Weedmaps reported revenues of $184.5 for the year, down from $188, but $47.7 for the quarter, which was up from $46.5. Weedmaps reported that the increase in revenue for the fourth quarter was due to their “Deal Listings and Display Ad Products”, but blamed its annual decline on “constrained Marketing Budgets” as well as “the continuing consolidation of our Industry.” Weedmaps reported that certain products it stopped offering in December of 2023 had also lost some revenue.

Weedmaps also saw a decline in its average-paying clients for the year. However, this number increased slightly during the fourth quarter. The company’s total client list for 2024 dropped to 5,077, down from 5,419 clients in 2023. However, average monthly revenue increased to $3,029, up from $2,891.

The average number of Weedmaps clients who pay on average increased from 5 014 to 5, 225 in the fourth quarter. However, average revenue per customer decreased slightly from $3 089 to $3 041.

Doug Francis, the CEO of Doug Francis Inc. said that his operational discipline as well as ability to drive profits were key to navigating through unique challenges in this industry. Now we’re in an ideal position to invest our money back into our people and technologies.

Susan Wong, CFO of Weedmaps added that “we have been able to enhance our account receivables process and improve the quality and quantity of our receivables”, which led to a stronger cash position.

Weedmaps’ overall signals look positive, especially as it has struggled to achieve profitability over the past few years.
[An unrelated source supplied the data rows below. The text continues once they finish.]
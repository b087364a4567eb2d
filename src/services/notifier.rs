//! Push notifications to chats

use chrono::{DateTime, Utc};
use serde::{Deserialize, Serialize};
use tokio::sync::broadcast;
use tracing::{debug, warn};

use crate::state::ChatId;

/// Outbound message that is not a reply to a command
#[derive(Debug, Clone, PartialEq, Eq, Serialize, Deserialize)]
pub struct Notification {
    pub chat_id: ChatId,
    pub text: String,
    pub timestamp: DateTime<Utc>,
}

/// Delivers pushes to a chat. Fire-and-forget: failures are logged by the
/// implementation and never reach the caller.
pub trait Notifier: Send + Sync {
    fn send(&self, chat: ChatId, text: String);
}

/// Publishes notifications on a broadcast channel for transport listeners
#[derive(Debug, Clone)]
pub struct ChannelNotifier {
    tx: broadcast::Sender<Notification>,
}

impl ChannelNotifier {
    pub fn new(capacity: usize) -> Self {
        let (tx, _) = broadcast::channel(capacity);
        Self { tx }
    }

    pub fn subscribe(&self) -> broadcast::Receiver<Notification> {
        self.tx.subscribe()
    }
}

impl Notifier for ChannelNotifier {
    fn send(&self, chat: ChatId, text: String) {
        let notification = Notification {
            chat_id: chat,
            text,
            timestamp: Utc::now(),
        };

        match self.tx.send(notification) {
            Ok(listeners) => debug!("Notification for chat {} sent to {} listeners", chat, listeners),
            Err(_) => warn!("No listeners connected, notification for chat {} dropped", chat),
        }
    }
}

#[cfg(test)]
mod tests {
    use super::*;

    #[test]
    fn delivers_to_subscribers() {
        let notifier = ChannelNotifier::new(8);
        let mut rx = notifier.subscribe();

        notifier.send(ChatId(3), "Break is over".to_string());

        let notification = rx.try_recv().unwrap();
        assert_eq!(notification.chat_id, ChatId(3));
        assert_eq!(notification.text, "Break is over");
    }

    #[test]
    fn send_without_listeners_is_not_an_error() {
        let notifier = ChannelNotifier::new(8);
        notifier.send(ChatId(3), "nobody hears this".to_string());
        assert_eq!(notifier.tx.receiver_count(), 0);
    }
}
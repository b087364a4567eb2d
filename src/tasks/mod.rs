//! Background tasks module
//!
//! Tasks spawned alongside the HTTP server, one per running interval.

pub mod expiry_timer;

// Re-export main functions
pub use expiry_timer::schedule_expiry;
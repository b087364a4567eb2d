//! Plain-text replies sent back to chats

use crate::{
    state::{Settings, TimerPhase, TimerStatus},
    timer::{Advance, PauseOutcome, StartOutcome},
    utils::format_millis,
};

const NEXT_TASK_HINT: &str = "Type /go to start the next task";

pub fn greeting(name: Option<&str>) -> String {
    format!(
        "Hello, {} 🍅\n\
         I'm a pomodoro timer bot created to organize workflow using the pomodoro technique. \
         It alternates focused work with short breaks, and takes a long break after a few \
         rounds of work.\n\n\
         Type /help to get the list of available commands",
        name.unwrap_or("stranger")
    )
}

pub fn help() -> String {
    [
        "/set - change work, break, long break duration and pomodoros count: /set 25 10 30 4",
        "/settings - current timer settings",
        "/info - current timer state",
        "/go - start current task",
        "/pause - pause current task",
        "/skip - skip current task",
        "/cancel - cancel current task",
    ]
    .join("\n")
}

/// Usage reminder for a rejected `/set`, with the reason it was rejected
pub fn invalid_set_format(reason: &str) -> String {
    format!(
        "Incorrect format: {}\n\
         Type the command in the correct format\n\
         /set %work %break %long_break %pomodoros",
        reason
    )
}

pub fn settings_changed() -> String {
    "Timer settings have been changed".to_string()
}

pub fn settings(settings: &Settings) -> String {
    format!(
        "Work: {}\nBreak: {}\nLong break: {}\nPomodoros before long break: {}",
        format_millis(settings.work_ms),
        format_millis(settings.break_ms),
        format_millis(settings.long_break_ms),
        settings.pomodoros
    )
}

pub fn status(status: &TimerStatus) -> String {
    let remaining = format_millis(status.remaining_ms.unwrap_or_default());
    match status.phase {
        TimerPhase::Idle => format!("Timer is not running\nCurrent task: {}", status.task),
        TimerPhase::Running => format!(
            "Timer is running\nCurrent task: {}\nTime remaining: {}",
            status.task, remaining
        ),
        TimerPhase::Paused => format!(
            "Timer paused\nCurrent task: {}\nTime remaining: {}",
            status.task, remaining
        ),
    }
}

pub fn started(outcome: StartOutcome) -> String {
    match outcome {
        StartOutcome::Started {
            task,
            remaining_ms,
            resumed,
        } => format!(
            "Timer has been {}\nCurrent task: {}\n{} remaining",
            if resumed { "resumed" } else { "started" },
            task,
            format_millis(remaining_ms)
        ),
        StartOutcome::AlreadyRunning { .. } => "Timer is already running".to_string(),
    }
}

pub fn paused(outcome: PauseOutcome) -> String {
    match outcome {
        PauseOutcome::Paused { .. } => "Timer paused".to_string(),
        PauseOutcome::NotRunning => "Timer is not running".to_string(),
    }
}

pub fn skipped(advance: Advance) -> String {
    format!("Task {} skipped\n{}", advance.finished, NEXT_TASK_HINT)
}

pub fn cancelled() -> String {
    "Task cancelled".to_string()
}

pub fn unknown_command() -> String {
    "This command does not exist\nType /help to get the list of available commands".to_string()
}

pub fn internal_error() -> String {
    "Error occurred when processing this command\nTry to restart the bot by /start command"
        .to_string()
}
//! Utility functions module
//!
//! Time formatting helpers and process signal handling.

pub mod signals;
pub mod time;

// Re-export main functions
pub use signals::shutdown_signal;
pub use time::{format_millis, minutes_to_millis};
//! Conversation identifier

use std::fmt;

use serde::{Deserialize, Serialize};

/// Identifies one conversation; the unit of isolation for timer state
#[derive(Debug, Clone, Copy, PartialEq, Eq, Hash, PartialOrd, Ord, Serialize, Deserialize)]
#[serde(transparent)]
pub struct ChatId(pub i64);

impl From<i64> for ChatId {
    fn from(id: i64) -> Self {
        Self(id)
    }
}

impl fmt::Display for ChatId {
    fn fmt(&self, f: &mut fmt::Formatter<'_>) -> fmt::Result {
        write!(f, "{}", self.0)
    }
}
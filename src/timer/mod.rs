//! Timer core
//!
//! The task sequencer and the per-chat timer engine built on it.

pub mod engine;
pub mod sequencer;

// Re-export main types
pub use engine::{Advance, PauseOutcome, StartOutcome, TimerEngine};
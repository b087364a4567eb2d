//! Roster of chats that ever ran /start

use std::{
    collections::HashSet,
    io::ErrorKind,
    path::{Path, PathBuf},
    sync::Mutex,
};

use tokio::{fs, io::AsyncWriteExt, task::JoinHandle};
use tracing::{debug, info, warn};

use crate::state::ChatId;

/// Known chats, optionally mirrored to an append-only file with one id per line.
///
/// Recording is fire-and-forget; the timer never waits on it.
#[derive(Debug, Default)]
pub struct Roster {
    chats: Mutex<HashSet<ChatId>>,
    path: Option<PathBuf>,
}

impl Roster {
    /// Roster kept in memory only
    pub fn in_memory() -> Self {
        Self::default()
    }

    /// Roster backed by `path`, seeded with the ids already in it
    pub async fn load(path: PathBuf) -> std::io::Result<Self> {
        let chats = match fs::read_to_string(&path).await {
            Ok(contents) => parse_ids(&contents, &path),
            Err(e) if e.kind() == ErrorKind::NotFound => HashSet::new(),
            Err(e) => return Err(e),
        };
        info!("Loaded {} chats from roster {}", chats.len(), path.display());

        Ok(Self {
            chats: Mutex::new(chats),
            path: Some(path),
        })
    }

    /// Remember `chat`. Returns the write task when a new id is appended to the file.
    pub fn register(&self, chat: ChatId) -> Option<JoinHandle<()>> {
        let inserted = match self.chats.lock() {
            Ok(mut chats) => chats.insert(chat),
            Err(e) => {
                warn!("Failed to lock roster: {}", e);
                return None;
            }
        };
        if !inserted {
            return None;
        }

        debug!("Chat {} added to roster", chat);
        let path = self.path.clone()?;
        Some(tokio::spawn(async move {
            if let Err(e) = append_id(&path, chat).await {
                warn!("Failed to record chat {} in {}: {}", chat, path.display(), e);
            }
        }))
    }

    pub fn contains(&self, chat: ChatId) -> bool {
        self.chats
            .lock()
            .map(|chats| chats.contains(&chat))
            .unwrap_or(false)
    }

    pub fn len(&self) -> usize {
        self.chats.lock().map(|chats| chats.len()).unwrap_or(0)
    }

    pub fn is_empty(&self) -> bool {
        self.len() == 0
    }
}

fn parse_ids(contents: &str, path: &Path) -> HashSet<ChatId> {
    contents
        .lines()
        .map(str::trim)
        .filter(|line| !line.is_empty())
        .filter_map(|line| match line.parse::<i64>() {
            Ok(id) => Some(ChatId(id)),
            Err(_) => {
                warn!("Skipping malformed roster line {:?} in {}", line, path.display());
                None
            }
        })
        .collect()
}

async fn append_id(path: &Path, chat: ChatId) -> std::io::Result<()> {
    let mut file = fs::OpenOptions::new()
        .create(true)
        .append(true)
        .open(path)
        .await?;
    file.write_all(format!("{}\n", chat).as_bytes()).await?;
    file.flush().await
}
//! Routes chat commands to the timer engine

use std::sync::Arc;

use tracing::{debug, error};

use super::{
    commands::{Command, SetArgs},
    replies,
};
use crate::{
    error::EngineError,
    services::Roster,
    state::ChatId,
    timer::TimerEngine,
};

/// Turns inbound chat text into engine operations and text replies
pub struct Dispatcher {
    engine: Arc<TimerEngine>,
    roster: Arc<Roster>,
}

impl Dispatcher {
    pub fn new(engine: Arc<TimerEngine>, roster: Arc<Roster>) -> Self {
        Self { engine, roster }
    }

    pub fn engine(&self) -> &Arc<TimerEngine> {
        &self.engine
    }

    /// Reply to `text` from `chat`, or `None` if the text is not a command.
    ///
    /// Internal failures are logged and answered with a generic error.
    pub fn handle(&self, chat: ChatId, text: &str, from: Option<&str>) -> Option<String> {
        let command = Command::parse(text)?;
        debug!("Chat {} sent {:?}", chat, command);

        let reply = match self.execute(chat, command, from) {
            Ok(reply) => reply,
            Err(e) => {
                error!("Command from chat {} failed: {}", chat, e);
                replies::internal_error()
            }
        };
        Some(reply)
    }

    fn execute(
        &self,
        chat: ChatId,
        command: Command,
        from: Option<&str>,
    ) -> Result<String, EngineError> {
        let reply = match command {
            Command::Start => {
                self.engine.init(chat)?;
                // Roster bookkeeping must not hold up the reply
                let _ = self.roster.register(chat);
                replies::greeting(from)
            }
            Command::Help => replies::help(),
            Command::Set(args) => return self.configure(chat, &args),
            Command::Settings => replies::settings(&self.engine.settings(chat)?),
            Command::Info => replies::status(&self.engine.query(chat)?),
            Command::Go => replies::started(self.engine.start(chat)?),
            Command::Pause => replies::paused(self.engine.pause(chat)?),
            Command::Skip => replies::skipped(self.engine.skip(chat)?),
            Command::Cancel => {
                self.engine.cancel(chat)?;
                replies::cancelled()
            }
            Command::Unknown(name) => {
                debug!("Chat {} sent unknown command {:?}", chat, name);
                replies::unknown_command()
            }
        };
        Ok(reply)
    }

    fn configure(&self, chat: ChatId, args: &[String]) -> Result<String, EngineError> {
        let args = match SetArgs::parse(args) {
            Ok(args) => args,
            Err(e) => return Ok(replies::invalid_set_format(&e.to_string())),
        };

        match self.engine.configure(
            chat,
            args.work,
            args.break_minutes,
            args.long_break,
            args.pomodoros,
        ) {
            Ok(_) => Ok(replies::settings_changed()),
            Err(EngineError::Settings(e)) => Ok(replies::invalid_set_format(&e.to_string())),
            Err(e) => Err(e),
        }
    }
}

#[cfg(test)]
mod tests {
    use super::*;
    use crate::{services::ChannelNotifier, state::Settings};

    const CHAT: ChatId = ChatId(9);

    fn dispatcher() -> Dispatcher {
        let notifier = Arc::new(ChannelNotifier::new(8));
        let engine = Arc::new(TimerEngine::new(Settings::default(), notifier));
        Dispatcher::new(engine, Arc::new(Roster::in_memory()))
    }

    fn reply(dispatcher: &Dispatcher, text: &str) -> String {
        dispatcher.handle(CHAT, text, Some("Ada")).unwrap()
    }

    #[tokio::test(start_paused = true)]
    async fn start_greets_and_registers() {
        let dispatcher = dispatcher();
        assert!(reply(&dispatcher, "/start").starts_with("Hello, Ada"));
        assert!(dispatcher.roster.contains(CHAT));
        assert_eq!(reply(&dispatcher, "/info"), "Timer is not running\nCurrent task: work");
    }

    #[tokio::test(start_paused = true)]
    async fn ignores_plain_text() {
        assert_eq!(dispatcher().handle(CHAT, "good morning", None), None);
    }

    #[tokio::test(start_paused = true)]
    async fn uninitialized_chat_gets_generic_error() {
        let dispatcher = dispatcher();
        assert_eq!(reply(&dispatcher, "/go"), replies::internal_error());
        assert_eq!(reply(&dispatcher, "/settings"), replies::internal_error());
    }

    #[tokio::test(start_paused = true)]
    async fn set_then_settings() {
        let dispatcher = dispatcher();
        assert_eq!(reply(&dispatcher, "/set 25 10 30 4"), "Timer settings have been changed");
        assert!(reply(&dispatcher, "/settings").starts_with("Work: 25 minutes 0 seconds\n"));
    }

    #[tokio::test(start_paused = true)]
    async fn malformed_set_leaves_state_alone() {
        let dispatcher = dispatcher();
        reply(&dispatcher, "/set 50 5 20 2");

        for text in ["/set 25 10", "/set a b c d", "/set 25 10 30 0"] {
            assert!(reply(&dispatcher, text).starts_with("Incorrect format"), "{text}");
        }
        assert!(reply(&dispatcher, "/settings").starts_with("Work: 50 minutes 0 seconds\n"));
    }

    #[tokio::test(start_paused = true)]
    async fn pause_before_go_is_reported() {
        let dispatcher = dispatcher();
        reply(&dispatcher, "/start");
        assert_eq!(reply(&dispatcher, "/pause"), "Timer is not running");
        assert_eq!(reply(&dispatcher, "/info"), "Timer is not running\nCurrent task: work");
    }

    #[tokio::test(start_paused = true)]
    async fn full_command_round() {
        let dispatcher = dispatcher();
        reply(&dispatcher, "/start");

        assert_eq!(
            reply(&dispatcher, "/go"),
            "Timer has been started\nCurrent task: work\n25 minutes 0 seconds remaining"
        );
        assert_eq!(reply(&dispatcher, "/go"), "Timer is already running");
        assert_eq!(reply(&dispatcher, "/pause"), "Timer paused");
        assert!(reply(&dispatcher, "/info").starts_with("Timer paused\nCurrent task: work"));
        assert_eq!(
            reply(&dispatcher, "/skip"),
            "Task work skipped\nType /go to start the next task"
        );
        assert_eq!(reply(&dispatcher, "/cancel"), "Task cancelled");
        assert_eq!(reply(&dispatcher, "/info"), "Timer is not running\nCurrent task: break");
        assert_eq!(reply(&dispatcher, "/nope"), replies::unknown_command());
    }
}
Francis and Justin Hartfield, co-founders of Weedmaps, have offered to remove the tech company from public trade at $1.70 for each share.

It was a follow-up to doubling the number outstanding shares, which had been done in December. The goal of this move was to raise $200 million dollars to continue operations. Weedmaps said in a release issued this week it will continue to make investments in its “important technology and promotional initiatives” to help strengthen their platform.

According to a company press release, it also projects a first-quarter revenue of about $43,000,000.

Weedmaps’ total assets at the end of last year were $181.8 Million, with $51.9 Million in cash. This was compared to $61.7M in liabilities.